■ SUPPLIED MATERIAL ■
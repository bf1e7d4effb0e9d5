// ============================================================
// Layer 3 — Pipeline Errors
// ============================================================
// Every stage-level failure is fatal for the run. Stages return
// these errors with `?`; only the training orchestrator catches
// them and turns them into a log line.

/// Errors raised by the vectorisation pipeline and its collaborators.
#[derive(Debug, thiserror::Error)]
pub enum PipelineError {
    /// The corpus could not be read or a row could not be parsed.
    #[error("ingestion failed: {0}")]
    Ingestion(String),

    /// A cap, length or hyperparameter is out of range.
    #[error("invalid configuration: {0}")]
    InvalidConfiguration(String),

    /// Two collections that must line up do not. Indicates an
    /// upstream pipeline bug.
    #[error("shape mismatch in {context}: expected {expected}, got {actual}")]
    ShapeMismatch {
        context:  &'static str,
        expected: usize,
        actual:   usize,
    },
}

impl From<csv::Error> for PipelineError {
    fn from(e: csv::Error) -> Self {
        PipelineError::Ingestion(e.to_string())
    }
}

/// Result type for pipeline stages.
pub type Result<T> = std::result::Result<T, PipelineError>;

■ EXERCISE DIRECTIONS ■
Restate exactly the records above from their first line through the line that holds "and its collaborators.", please, including both and leaving out all others.

■ COMPLETED EXERCISE ■
repository bf1e7d4effb0e9d5
// ============================================================
// Layer 3 — Pipeline Errors
// ============================================================
// Every stage-level failure is fatal for the run. Stages return
// these errors with `?`; only the training orchestrator catches
// them and turns them into a log line.

/// Errors raised by the vectorisation pipeline and its collaborators.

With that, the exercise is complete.